August Blog – Lammas Day ‘High Summer and First Harvest’
Traditionally, Lammas Day falls on the first of August. It is principally a Christian festival that is celebrated in the northern hemisphere to mark the high point of summer and the oncoming harvest. However, Lammas Day also has pagan roots. Known to pagans as Lughnasa, this day of the year is one of the eight sabbaths of the pagan ‘Wheel of the Year’ that are drawn from solar events in the sky. Whether you know it by its pagan name, its Christian one or its folk name – Loaf Mass Day – Lammas Day still has some significance in the world.
Although nowadays most of us will not even know about Lammas Day when it comes around, rural communities are more likely to mark it in some way, maybe with a charity bake-off or harvest festival. That said, the traditional way of celebrating Lammas Day was to bake loaves of bread from the first grain that was ripe enough to cook with. In the past, this would often mean that the loaves would be brought to local churches where they would be blessed or consecrated by the priest. The idea that underpins it is that the wheat crop has grown sufficiently to be harvested and that fresh bread can be made from it, something that will continue to sustain life in the winter months to come.

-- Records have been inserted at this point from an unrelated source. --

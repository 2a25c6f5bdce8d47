//! Data URL の生成と分解
//!
//! `data:image/jpeg;base64,/9j/4AAQ...` 形式のみ扱う。

use crate::error::{Error, Result};
use base64::engine::general_purpose::STANDARD;
use base64::Engine;

/// バイト列からData URLを生成
pub fn encode(mime_type: &str, bytes: &[u8]) -> String {
    format!("data:{};base64,{}", mime_type, STANDARD.encode(bytes))
}

/// Data URLからMIMEタイプを抽出（取れなければ image/jpeg）
pub fn mime_type(data_url: &str) -> &str {
    data_url
        .strip_prefix("data:")
        .and_then(|rest| rest.split([';', ',']).next())
        .filter(|m| !m.is_empty())
        .unwrap_or("image/jpeg")
}

/// Data URLをデコードして (MIMEタイプ, バイト列) を返す
pub fn decode(data_url: &str) -> Result<(String, Vec<u8>)> {
    let rest = data_url
        .strip_prefix("data:")
        .ok_or_else(|| Error::DataUrl("data: で始まっていません".into()))?;
    let (header, payload) = rest
        .split_once(',')
        .ok_or_else(|| Error::DataUrl("カンマがありません".into()))?;
    if !header.ends_with(";base64") {
        return Err(Error::DataUrl("base64以外のエンコードは未対応です".into()));
    }
    let bytes = STANDARD
        .decode(payload.trim())
        .map_err(|e| Error::DataUrl(e.to_string()))?;
    Ok((mime_type(data_url).to_string(), bytes))
}

#[cfg(test)]
mod tests {
    use super::*;

    #[test]
    fn test_encode_then_decode() {
        let url = encode("image/png", b"\x89PNG");
        assert!(url.starts_with("data:image/png;base64,"));
        let (mime, bytes) = decode(&url).unwrap();
        assert_eq!(mime, "image/png");
        assert_eq!(bytes, b"\x89PNG");
    }

    #[test]
    fn test_mime_type_default() {
        assert_eq!(mime_type("data:image/webp;base64,AAAA"), "image/webp");
        assert_eq!(mime_type("not a data url"), "image/jpeg");
    }

    #[test]
    fn test_decode_rejects_invalid() {
        assert!(decode("/placeholder.svg").is_err());
        assert!(decode("data:image/png;base64").is_err());
        assert!(decode("data:text/plain,hello").is_err());
        assert!(decode("data:image/png;base64,!!!").is_err());
    }
}
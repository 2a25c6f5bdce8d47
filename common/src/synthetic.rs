//! カウントAPI失敗時のデモ用カウント結果

use crate::types::{CountingResponse, CountingResult, SteelFile};
use rand::Rng;

pub const PLACEHOLDER_ANNOTATED_IMAGE: &str = "/placeholder.svg?height=400&width=600";

/// 画像1枚あたりのカウント範囲
pub const COUNT_RANGE: std::ops::RangeInclusive<u32> = 2..=16;

/// 合成したカウント結果を生成
///
/// `success` は常に true。画像1枚につき1件の結果を作る。
pub fn synthetic_counting<R: Rng>(
    steel_files: &[SteelFile],
    model: &str,
    rng: &mut R,
) -> CountingResponse {
    let results = steel_files
        .iter()
        .enumerate()
        .map(|(index, file)| CountingResult {
            image_id: file.image_id().to_string(),
            filename: if file.filename().is_empty() {
                format!("image_{}.jpg", index + 1)
            } else {
                file.filename().to_string()
            },
            count: rng.random_range(COUNT_RANGE),
            annotated_image_base64: PLACEHOLDER_ANNOTATED_IMAGE.to_string(),
        })
        .collect();

    CountingResponse {
        success: true,
        total_images_processed: steel_files.len(),
        total_count: rng.random_range(10..=59),
        processing_time: rng.random_range(1.0..4.0),
        model_used: model.to_string(),
        results,
        extra: Default::default(),
    }
}
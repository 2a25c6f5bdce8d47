//! 表示文言（英語/日本語）
//!
//! 文言キーは `progress.*` / `toast.*` / `results.*` / `model.*`。
//! `{name}` 形式のプレースホルダは [`Language::format`] で置換する。

use serde::{Deserialize, Serialize};

#[derive(Debug, Clone, Copy, PartialEq, Eq, Default, Serialize, Deserialize)]
#[serde(rename_all = "lowercase")]
pub enum Language {
    En,
    #[default]
    Ja,
}

/// (キー, 英語, 日本語)
const MESSAGES: &[(&str, &str, &str)] = &[
    // 進捗
    ("progress.preparing", "Preparing images...", "画像を準備中..."),
    ("progress.storing", "Storing original images...", "元画像を保存中..."),
    ("progress.uploading.scaffold", "Uploading to scaffold API...", "足場APIにアップロード中..."),
    ("progress.uploading.steel", "Uploading to steel API...", "鉄骨APIにアップロード中..."),
    ("progress.getting.models", "Getting classification models...", "分類モデルを取得中..."),
    ("progress.classifying", "Classifying images...", "画像を分類中..."),
    ("progress.saving", "Saving results...", "結果を保存中..."),
    ("progress.redirecting", "Redirecting...", "リダイレクト中..."),
    ("progress.loading.models", "Loading counting models...", "カウントモデルを読み込み中..."),
    ("progress.counting", "Counting objects...", "カウント中..."),
    // 通知
    ("toast.missing.data", "Missing Data", "データが見つかりません"),
    ("toast.missing.data.desc", "Please upload and classify images first", "最初に画像をアップロードして分類してください"),
    ("toast.error.loading.models", "Error Loading Models", "モデル読み込みエラー"),
    ("toast.error.loading.models.desc", "Using fallback models", "フォールバックモデルを使用します"),
    ("toast.no.model.selected", "No Model Selected", "モデルが選択されていません"),
    ("toast.no.model.selected.desc", "Please select a model before proceeding", "続行する前にモデルを選択してください"),
    ("toast.model.selected", "Model Selected", "モデルが選択されました"),
    ("toast.model.selected.desc", "Proceeding with {model}", "{model}で続行します"),
    ("toast.photo.captured", "Photo Captured!", "写真が撮影されました！"),
    ("toast.photo.captured.desc", "Image added to your selection", "画像が選択に追加されました"),
    ("toast.upload.successful", "Upload Successful!", "アップロード成功！"),
    ("toast.upload.successful.desc", "Images uploaded to both APIs successfully", "両方のAPIに画像が正常にアップロードされました"),
    ("toast.partial.success", "Partial Success", "部分的成功"),
    ("toast.partial.success.desc", "Some APIs returned no data. Continuing with best-effort data.", "一部のAPIがデータを返しませんでした。ベストエフォートデータで続行します。"),
    ("toast.classification.complete", "Classification Complete!", "分類完了！"),
    ("toast.classification.complete.desc", "Images uploaded to both APIs and classified successfully", "両方のAPIに画像がアップロードされ、分類が正常に完了しました"),
    ("toast.process.failed", "Process Failed", "処理失敗"),
    ("toast.process.failed.desc", "Please check your connection and try again", "接続を確認して再試行してください"),
    ("toast.no.images", "No Images", "画像がありません"),
    ("toast.no.images.desc", "No images found for steel count API", "鉄骨カウントAPI用の画像が見つかりません"),
    ("toast.counting.complete", "Counting Complete!", "カウント完了！"),
    ("toast.counting.complete.desc", "Found {count} in {images} images", "{images}枚の画像で{count}個を発見しました"),
    ("toast.counting.complete.demo", "Counting Complete! (Demo Mode)", "カウント完了！（デモモード）"),
    ("toast.counting.demo.desc", "API Error: {error}. Using mock data.", "APIエラー: {error}。モックデータを使用します。"),
    ("toast.new.analysis", "New Analysis", "新しい分析"),
    ("toast.new.analysis.desc", "Session cleared", "セッションをクリアしました"),
    // 結果
    ("results.title", "Detection Results", "検出結果"),
    ("results.total.objects", "Total Objects", "総オブジェクト数"),
    ("results.images.analyzed", "Images Analyzed", "分析された画像数"),
    ("results.total.time", "Total Time", "総処理時間"),
    ("results.found", "found", "個発見"),
    ("results.exported", "Results exported", "結果をエクスポートしました"),
    ("results.demo.notice", "These counts are demo data (API unavailable)", "このカウントはデモデータです（API未接続）"),
    // モデル選択
    ("model.recommended", "Recommended", "推奨"),
    ("model.most.classified", "Most images were classified as", "最も多い分類結果"),
    ("model.select.prompt", "Select counting model", "カウントモデルを選択"),
];

impl Language {
    /// 文言を取得（未登録キーはキーをそのまま返す）
    pub fn t(self, key: &'static str) -> &'static str {
        MESSAGES
            .iter()
            .find(|(k, _, _)| *k == key)
            .map(|(_, en, ja)| match self {
                Language::En => *en,
                Language::Ja => *ja,
            })
            .unwrap_or(key)
    }

    /// プレースホルダ置換付きで文言を取得
    pub fn format(self, key: &'static str, args: &[(&str, &str)]) -> String {
        args.iter().fold(self.t(key).to_string(), |text, (name, value)| {
            text.replace(&format!("{{{name}}}"), value)
        })
    }

    pub fn code(self) -> &'static str {
        match self {
            Language::En => "en",
            Language::Ja => "ja",
        }
    }
}

impl std::str::FromStr for Language {
    type Err = String;

    fn from_str(s: &str) -> Result<Self, Self::Err> {
        match s.to_lowercase().as_str() {
            "en" | "english" => Ok(Language::En),
            "ja" | "jp" | "japanese" | "日本語" => Ok(Language::Ja),
            _ => Err(format!("Unknown language: {}. Use en or ja", s)),
        }
    }
}

impl std::fmt::Display for Language {
    fn fmt(&self, f: &mut std::fmt::Formatter<'_>) -> std::fmt::Result {
        f.write_str(self.code())
    }
}

#[cfg(test)]
mod tests {
    use super::*;

    #[test]
    fn test_translate() {
        assert_eq!(Language::En.t("toast.partial.success"), "Partial Success");
        assert_eq!(Language::Ja.t("toast.partial.success"), "部分的成功");
    }

    #[test]
    fn test_unknown_key_returns_key() {
        assert_eq!(Language::En.t("no.such.key"), "no.such.key");
    }

    #[test]
    fn test_format_placeholders() {
        let text = Language::Ja.format("toast.counting.complete.desc", &[("count", "12"), ("images", "3")]);
        assert_eq!(text, "3枚の画像で12個を発見しました");
    }

    #[test]
    fn test_parse_language() {
        assert_eq!("EN".parse::<Language>().unwrap(), Language::En);
        assert_eq!("ja".parse::<Language>().unwrap(), Language::Ja);
        assert!("fr".parse::<Language>().is_err());
    }

    #[test]
    fn test_serde_lowercase() {
        assert_eq!(serde_json::to_string(&Language::En).unwrap(), "\"en\"");
        let lang: Language = serde_json::from_str("\"ja\"").unwrap();
        assert_eq!(lang, Language::Ja);
    }
}
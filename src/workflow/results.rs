//! 結果表示・エクスポート・新しい分析

use crate::error::{Result, ScaffoldCountError};
use crate::notify::Context;
use crate::session::{CountingSource, KeyValueStore, Navigation, Page, Session};
use rand::Rng;
use scaffold_count_common::{build_views, export_json, summarize, ResultSummary, ResultView};
use std::path::Path;

#[derive(Debug, Clone)]
pub struct ResultsReport {
    pub views: Vec<ResultView>,
    pub summary: ResultSummary,
    pub model_used: String,
    /// 保存された結果の出どころ（旧セッションでは不明）
    pub source: Option<CountingSource>,
}

impl ResultsReport {
    pub fn is_demo(&self) -> bool {
        self.source == Some(CountingSource::Demo)
    }
}

pub fn load_results<S, R>(session: &Session<S>, rng: &mut R) -> Result<ResultsReport>
where
    S: KeyValueStore,
    R: Rng,
{
    if let Navigation::RedirectToStart { missing } = session.guard(Page::Results) {
        tracing::debug!(?missing, "カウント結果がありません");
        return Err(ScaffoldCountError::MissingSession);
    }

    let counting = session
        .counting_results()?
        .ok_or(ScaffoldCountError::MissingSession)?;
    let steel_files = session.steel_files()?.unwrap_or_default();
    let originals = session.original_images()?.unwrap_or_default();

    let views = build_views(&counting, &steel_files, &originals, rng);
    let summary = summarize(&views);

    Ok(ResultsReport {
        views,
        summary,
        model_used: counting.model_used,
        source: session.counting_source()?,
    })
}

/// 表示中の結果をJSON配列で書き出す
pub fn export_results(report: &ResultsReport, ctx: &Context<'_>, path: &Path) -> Result<()> {
    let json = export_json(&report.views)?;
    if let Some(parent) = path.parent().filter(|p| !p.as_os_str().is_empty()) {
        std::fs::create_dir_all(parent)?;
    }
    std::fs::write(path, json)?;
    tracing::info!(path = %path.display(), count = report.views.len(), "結果をエクスポート");
    ctx.success("results.exported", path.display().to_string());
    Ok(())
}

/// 言語設定以外のセッションを消去
pub fn new_analysis<S: KeyValueStore>(session: &mut Session<S>, ctx: &Context<'_>) -> Result<()> {
    session.clear_analysis()?;
    ctx.success("toast.new.analysis", ctx.t("toast.new.analysis.desc"));
    Ok(())
}

#[cfg(test)]
mod tests {
    use super::*;
    use crate::notify::RecordingNotifier;
    use crate::session::MemoryStore;
    use rand::rngs::StdRng;
    use rand::SeedableRng;
    use scaffold_count_common::{CountingResponse, CountingResult, Language};

    fn counted_session() -> Session<MemoryStore> {
        let mut session = Session::new(MemoryStore::new());
        let response = CountingResponse {
            success: true,
            total_images_processed: 2,
            total_count: 7,
            processing_time: 1.5,
            model_used: "ND Connector".to_string(),
            results: vec![
                CountingResult {
                    image_id: "s-1".to_string(),
                    filename: "a.jpg".to_string(),
                    count: 3,
                    annotated_image_base64: String::new(),
                },
                CountingResult {
                    image_id: "s-2".to_string(),
                    filename: "b.jpg".to_string(),
                    count: 4,
                    annotated_image_base64: String::new(),
                },
            ],
            extra: Default::default(),
        };
        session
            .set_counting_results(&response, CountingSource::Live)
            .unwrap();
        session
    }

    #[test]
    fn test_load_results_requires_counting() {
        let session = Session::new(MemoryStore::new());
        let mut rng = StdRng::seed_from_u64(1);
        assert!(matches!(
            load_results(&session, &mut rng),
            Err(ScaffoldCountError::MissingSession)
        ));
    }

    #[test]
    fn test_load_results_summary() {
        let session = counted_session();
        let mut rng = StdRng::seed_from_u64(1);
        let report = load_results(&session, &mut rng).unwrap();
        assert_eq!(report.views.len(), 2);
        assert_eq!(report.summary.total_objects, 7);
        assert_eq!(report.summary.images_analyzed, 2);
        assert!(!report.is_demo());
    }

    #[test]
    fn test_export_length_matches_views() {
        let session = counted_session();
        let mut rng = StdRng::seed_from_u64(2);
        let report = load_results(&session, &mut rng).unwrap();
        let notifier = RecordingNotifier::new();
        let ctx = Context::new(Language::En, &notifier);
        let dir = tempfile::tempdir().unwrap();
        let path = dir.path().join("out").join("steel-count-results.json");

        export_results(&report, &ctx, &path).unwrap();

        let exported: Vec<serde_json::Value> =
            serde_json::from_str(&std::fs::read_to_string(&path).unwrap()).unwrap();
        assert_eq!(exported.len(), report.views.len());
        assert_eq!(exported[0]["imageId"], "s-1");
        assert_eq!(notifier.toasts()[0].title, "Results exported");
    }

    #[test]
    fn test_new_analysis_clears_results() {
        let mut session = counted_session();
        let notifier = RecordingNotifier::new();
        let ctx = Context::new(Language::Ja, &notifier);
        new_analysis(&mut session, &ctx).unwrap();
        assert!(session.store().keys().is_empty());
        assert_eq!(notifier.toasts()[0].title, "新しい分析");
    }
}
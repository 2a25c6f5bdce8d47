pub mod api;
pub mod cli;
pub mod config;
pub mod error;
pub mod notify;
pub mod proxy;
pub mod scanner;
pub mod session;
pub mod workflow;
//! エラー型定義

use thiserror::Error;

/// 共通エラー型
#[derive(Error, Debug)]
pub enum Error {
    #[error("IO error: {0}")]
    Io(#[from] std::io::Error),

    #[error("JSON error: {0}")]
    Json(#[from] serde_json::Error),

    /// 上流APIのレスポンスが文書化されたスキーマと一致しない
    #[error("Schema error ({endpoint}): {message}")]
    Schema {
        endpoint: &'static str,
        message: String,
    },

    #[error("Parse error: {0}")]
    Parse(String),

    #[error("Data URL error: {0}")]
    DataUrl(String),
}

/// Result型エイリアス
pub type Result<T> = std::result::Result<T, Error>;

#[cfg(test)]
mod tests {
    use super::*;

    #[test]
    fn test_error_display_io() {
        let io_error = std::io::Error::new(std::io::ErrorKind::NotFound, "file not found");
        let error = Error::Io(io_error);
        let display = format!("{}", error);
        assert!(display.contains("IO error"));
        assert!(display.contains("file not found"));
    }

    #[test]
    fn test_error_display_schema() {
        let error = Error::Schema {
            endpoint: "steel/upload",
            message: "missing field `images`".to_string(),
        };
        let display = format!("{}", error);
        assert_eq!(display, "Schema error (steel/upload): missing field `images`");
    }

    #[test]
    fn test_error_from_json() {
        let json_error = serde_json::from_str::<serde_json::Value>("{").unwrap_err();
        let error: Error = json_error.into();
        assert!(matches!(error, Error::Json(_)));
    }

    #[test]
    fn test_error_debug() {
        let error = Error::DataUrl("カンマがありません".to_string());
        let debug = format!("{:?}", error);
        assert!(debug.contains("DataUrl"));
        assert!(debug.contains("カンマがありません"));
    }
}
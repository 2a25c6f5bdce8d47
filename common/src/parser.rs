//! 上流APIレスポンスパーサー
//!
//! 各エンドポイントのレスポンスは1つのスキーマに固定する。
//! 形が合わない場合は `Error::Schema` を返し、空配列などで黙って続行しない。
//!
//! | エンドポイント | スキーマ |
//! |---|---|
//! | scaffold/upload | `{ "uploaded_files": [{ "file_id", "filename" }] }` |
//! | scaffold/models | `{ "models": [string] }` |
//! | scaffold/classify | `{ "results": [{ "image_id", "predicted_class_en", "predicted_class_jp"? }] }` |
//! | steel/upload | `{ "images": [{ "image_id", "filename", "preview"? }] }` |
//! | steel/models | `{ "models": [string] }` |
//! | steel/detect | `CountingResponse` |

use crate::error::{Error, Result};
use crate::types::{ClassificationResult, CountingResponse, ScaffoldFile, SteelUpload};
use serde::de::DeserializeOwned;
use serde::Deserialize;
use serde_json::Value;

/// 分類モデル一覧が空のときに使うモデル
pub const DEFAULT_CLASSIFICATION_MODEL: &str = "initial_model.keras";

#[derive(Debug, Deserialize)]
struct ScaffoldUploadBody {
    uploaded_files: Vec<ScaffoldFile>,
}

#[derive(Debug, Deserialize)]
struct SteelUploadBody {
    images: Vec<SteelUpload>,
}

#[derive(Debug, Deserialize)]
struct ModelListBody {
    models: Vec<String>,
}

#[derive(Debug, Deserialize)]
struct ClassifyBody {
    results: Vec<ClassificationResult>,
}

fn parse_body<T: DeserializeOwned>(endpoint: &'static str, body: Value) -> Result<T> {
    serde_json::from_value(body).map_err(|e| Error::Schema {
        endpoint,
        message: e.to_string(),
    })
}

/// 分類APIのアップロード結果をパース
pub fn parse_scaffold_upload(body: Value) -> Result<Vec<ScaffoldFile>> {
    parse_body::<ScaffoldUploadBody>("scaffold/upload", body).map(|b| b.uploaded_files)
}

/// カウントAPIのアップロード結果をパース
pub fn parse_steel_upload(body: Value) -> Result<Vec<SteelUpload>> {
    parse_body::<SteelUploadBody>("steel/upload", body).map(|b| b.images)
}

/// 分類モデル一覧をパース
pub fn parse_classification_models(body: Value) -> Result<Vec<String>> {
    parse_body::<ModelListBody>("scaffold/models", body).map(|b| b.models)
}

/// カウントモデル一覧をパース
pub fn parse_counting_models(body: Value) -> Result<Vec<String>> {
    parse_body::<ModelListBody>("steel/models", body).map(|b| b.models)
}

/// 分類結果をパース
pub fn parse_classification(body: Value) -> Result<Vec<ClassificationResult>> {
    parse_body::<ClassifyBody>("scaffold/classify", body).map(|b| b.results)
}

/// カウント結果をパース
pub fn parse_counting(body: Value) -> Result<CountingResponse> {
    parse_body("steel/detect", body)
}

/// 分類に使うモデルを決定（一覧の先頭、空ならデフォルト）
pub fn default_classification_model(models: &[String]) -> String {
    models
        .first()
        .cloned()
        .unwrap_or_else(|| DEFAULT_CLASSIFICATION_MODEL.to_string())
}

/// エラーレスポンスから表示用メッセージを取り出す
///
/// プロキシのエラー封筒 `{ error, details }` を想定し、`details` を優先する。
pub fn error_message(body: &Value) -> Option<String> {
    ["details", "error"]
        .iter()
        .find_map(|key| body.get(*key).and_then(Value::as_str))
        .map(str::to_string)
}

That’s why Lammas Day is often seen as the first of the harvest festivals that take place all over the country. It marks the point when the growing season is at its peak in many ways. From this point of the year onward, agricultural productivity from land use is only likely to drop until next year as the nights begin to draw in. Of course, with modern farming techniques, we now know that the optimal time to bring in a crop of wheat might not be at the start of August. It will all depend on how dry the weather has been. However, few people who work in agricultural settings for a living can get to the month of August without the importance of Lammas Day being at least reflected on.
I think Lammas marks the commencement of one of our busiest times of the year. We are on constant alert to help farmers through the oncoming harvesting season to take care of essential maintenance work while they get on with the hard work of bringing crops in.